Ahmed Hussain, a spokesman of the rebel Justice and Equality Movement (JEM) told reporters his side wanted full guarantees from the international community.
“Before we sign the agreement, we need a clear guarantee from the African Union and the international community that the contents of the peace pact will be respected by all the parties to the conflict,” he said.
“This is our major reservation about the agreement. We want to be sure of the implementation and the mechanisms for it. The movements believe that when dealing with the government in Khartoum we need all the assurance that we can get. But the AU does not seem to understand our point of view,” the JEM official continued, adding: “We want these our reservations to be inserted in the AU peace document before we sign it.”
The rebel movements are also insisting on having the Arabic translation of the AU document to ensure that the contents are similar “legally and administratively” to those of the English version, Hussain said.

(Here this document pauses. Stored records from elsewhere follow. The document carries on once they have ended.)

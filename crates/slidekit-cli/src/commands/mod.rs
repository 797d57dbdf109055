pub mod config;
pub mod play;
pub mod simulate;

use serde::Serialize;

use slidekit_core::{Clock, SliderEvent, TrackDetails};

#[derive(Serialize)]
struct EventRecord<'a> {
    time: f64,
    event: SliderEvent,
    details: &'a TrackDetails,
}

/// Event sink that prints every notification to stdout
pub fn report<C: Clock + 'static>(clock: C, json: bool) -> impl FnMut(SliderEvent, &TrackDetails) + 'static {
    move |event: SliderEvent, details: &TrackDetails| {
        let time = clock.now();
        if json {
            let record = EventRecord {
                time,
                event,
                details,
            };
            match serde_json::to_string(&record) {
                Ok(line) => println!("{}", line),
                Err(e) => tracing::warn!("Failed to encode {} notification: {}", event, e),
            }
        } else {
            println!(
                "{:>9.1}ms  {:<14} slide {:>3} ({})  pos {:>9.2}  speed {:>7.3}",
                time,
                event.as_str(),
                details.absolute_slide,
                details.relative_slide,
                details.position,
                details.speed,
            );
        }
    }
}

/// One-line summary printed after a replay
pub fn summary(details: &TrackDetails, steps: usize, frames: u32) {
    println!(
        "\nSettled on slide {} of {} (position {:.2}) after {} steps and {} frames",
        details.relative_slide + 1,
        details.size,
        details.position,
        steps,
        frames
    );
}
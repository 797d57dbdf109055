//! Time sources for the engine.
//!
//! All timestamps handed to a slider (pointer events, frame ticks) are
//! milliseconds on the same time base as its [`Clock`].

use std::sync::atomic::{AtomicU64, Ordering};
use std::sync::Arc;

use tokio::time::Instant;

/// Monotonic millisecond clock
pub trait Clock: Send + Sync {
    /// Milliseconds since the clock's origin
    fn now(&self) -> f64;
}

/// Wall clock measured from its creation.
///
/// Backed by tokio's `Instant`, so it follows paused time inside
/// `#[tokio::test(start_paused = true)]`.
#[derive(Debug, Clone, Copy)]
pub struct SystemClock {
    origin: Instant,
}

impl SystemClock {
    pub fn new() -> Self {
        Self {
            origin: Instant::now(),
        }
    }
}

impl Default for SystemClock {
    fn default() -> Self {
        Self::new()
    }
}

impl Clock for SystemClock {
    fn now(&self) -> f64 {
        self.origin.elapsed().as_secs_f64() * 1000.0
    }
}

/// Hand-driven clock for replays and tests.
///
/// Clones share the same time, so a test can keep one handle while the
/// slider owns another.
#[derive(Debug, Clone, Default)]
pub struct ManualClock {
    bits: Arc<AtomicU64>,
}

impl ManualClock {
    pub fn new(start_ms: f64) -> Self {
        Self {
            bits: Arc::new(AtomicU64::new(start_ms.to_bits())),
        }
    }

    pub fn set(&self, ms: f64) {
        self.bits.store(ms.to_bits(), Ordering::SeqCst);
    }

    /// Move the clock forward and return the new time
    pub fn advance(&self, ms: f64) -> f64 {
        let next = self.now() + ms;
        self.set(next);
        next
    }
}

impl Clock for ManualClock {
    fn now(&self) -> f64 {
        f64::from_bits(self.bits.load(Ordering::SeqCst))
    }
}
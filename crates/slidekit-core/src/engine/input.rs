//! Velocity estimation from raw positional deltas.

use std::collections::VecDeque;

use tracing::trace;

/// Samples kept in the velocity window
pub const MAX_SAMPLES: usize = 6;

/// A window that receives no sample for this long is discarded
pub const IDLE_TIMEOUT_MS: f64 = 50.0;

#[derive(Debug, Clone, Copy, PartialEq)]
pub struct VelocitySample {
    pub delta: f64,
    pub timestamp: f64,
}

/// Time-windowed velocity estimate in px/ms.
///
/// The window only ever holds samples of one sign; a reversal starts a new
/// window. The most recent sample's delta is left out of the sum, which
/// trades one frame of latency for a steadier estimate.
#[derive(Debug, Clone, Default)]
pub struct InputTracker {
    samples: VecDeque<VelocitySample>,
    direction: i8,
    speed: f64,
    idle_deadline: Option<f64>,
}

impl InputTracker {
    pub fn new() -> Self {
        Self::default()
    }

    /// Record a delta observed at `now`
    pub fn record(&mut self, delta: f64, now: f64) {
        if !delta.is_finite() || !now.is_finite() {
            trace!(delta, now, "ignoring non-finite velocity sample");
            return;
        }

        // The idle timer may have run out since the previous sample
        self.expire(now);

        let direction = sign(delta);
        if direction != self.direction {
            self.samples.clear();
        }
        self.direction = direction;

        // Keep the window time-ordered even if a host delivers a stale stamp
        let timestamp = self
            .samples
            .back()
            .map_or(now, |last| now.max(last.timestamp));
        self.samples.push_back(VelocitySample { delta, timestamp });
        while self.samples.len() > MAX_SAMPLES {
            self.samples.pop_front();
        }

        self.idle_deadline = Some(now + IDLE_TIMEOUT_MS);
        self.speed = self.estimate();
    }

    /// Fire the idle timer if it is due. Returns true when the window was dropped.
    pub fn expire(&mut self, now: f64) -> bool {
        match self.idle_deadline {
            Some(deadline) if now >= deadline => {
                self.samples.clear();
                self.speed = 0.0;
                self.idle_deadline = None;
                true
            }
            _ => false,
        }
    }

    /// Speed as seen at `now`, honouring a pending idle timeout
    pub fn speed_at(&self, now: f64) -> f64 {
        match self.idle_deadline {
            Some(deadline) if now >= deadline => 0.0,
            _ => self.speed,
        }
    }

    /// Speed as of the last sample
    pub fn speed(&self) -> f64 {
        self.speed
    }

    /// Sign of the last recorded delta
    pub fn direction(&self) -> i8 {
        self.direction
    }

    pub fn samples(&self) -> impl Iterator<Item = &VelocitySample> {
        self.samples.iter()
    }

    pub fn is_armed(&self) -> bool {
        self.idle_deadline.is_some()
    }

    /// Drop the window and disarm the idle timer
    pub fn reset(&mut self) {
        self.samples.clear();
        self.direction = 0;
        self.speed = 0.0;
        self.idle_deadline = None;
    }

    fn estimate(&self) -> f64 {
        if self.samples.len() <= 1 || self.direction == 0 {
            return 0.0;
        }
        let (Some(first), Some(last)) = (self.samples.front(), self.samples.back()) else {
            return 0.0;
        };

        let span = last.timestamp - first.timestamp;
        if span <= 0.0 {
            return 0.0;
        }

        let distance: f64 = self
            .samples
            .iter()
            .take(self.samples.len() - 1)
            .map(|sample| sample.delta)
            .sum();
        distance / span
    }
}

/// -1, 0 or 1
pub fn sign(value: f64) -> i8 {
    if value > 0.0 {
        1
    } else if value < 0.0 {
        -1
    } else {
        0
    }
}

But AU spokesman Noureddine Mezni said that while the AU was ready to explain “grey areas” in the document to any of the parties, it was not disposed to change the peace document, which, he said, was drafted in conjunction with the international partners, including the League of Arab States.
The presence of the UN Secretary General’s special representative for the Sudan, Jan Pronk, and the AU chairman’s special representative on Darfur, Baba Gana Kingibe, was expected to give a fillip to efforts to make the parties sign the peace deal ahead of the deadline.
The Darfur crisis has claimed more than 300,000 lives, while around two million others have been displaced since the trouble broke out three years ago.
The UN human rights high commissioner, Louise Arbour, went to Sudan Saturday amid growing calls for the government to end rights abuses, particularly in its suppression of the Darfur uprising.
UN officials would confirm only that Arbour was due to meet senior government officials and rights activists and visit Darfur and south Sudan.
The visit comes amid concern that the grave humanitarian crisis in the western province has only worsened.
Since her visit in 2004, Arbour has issued two major reports on the situation in Sudan, one focusing on sexual violence and the other on the general human rights situation.
Arbour has been highly critical of the Sudanese government, accusing it of continuing to support Arab militias known as Janjaweed, blamed for abuses in Darfur.
US President George W. Bush on Friday pressed Khartoum to bring peace to war-torn Darfur, which his government has termed a case of genocide.
“The message to the Sudanese government is: We’re very serious about getting this problem solved. We don’t like it when we see women raped and brutalized,” the president said at a White House press conference.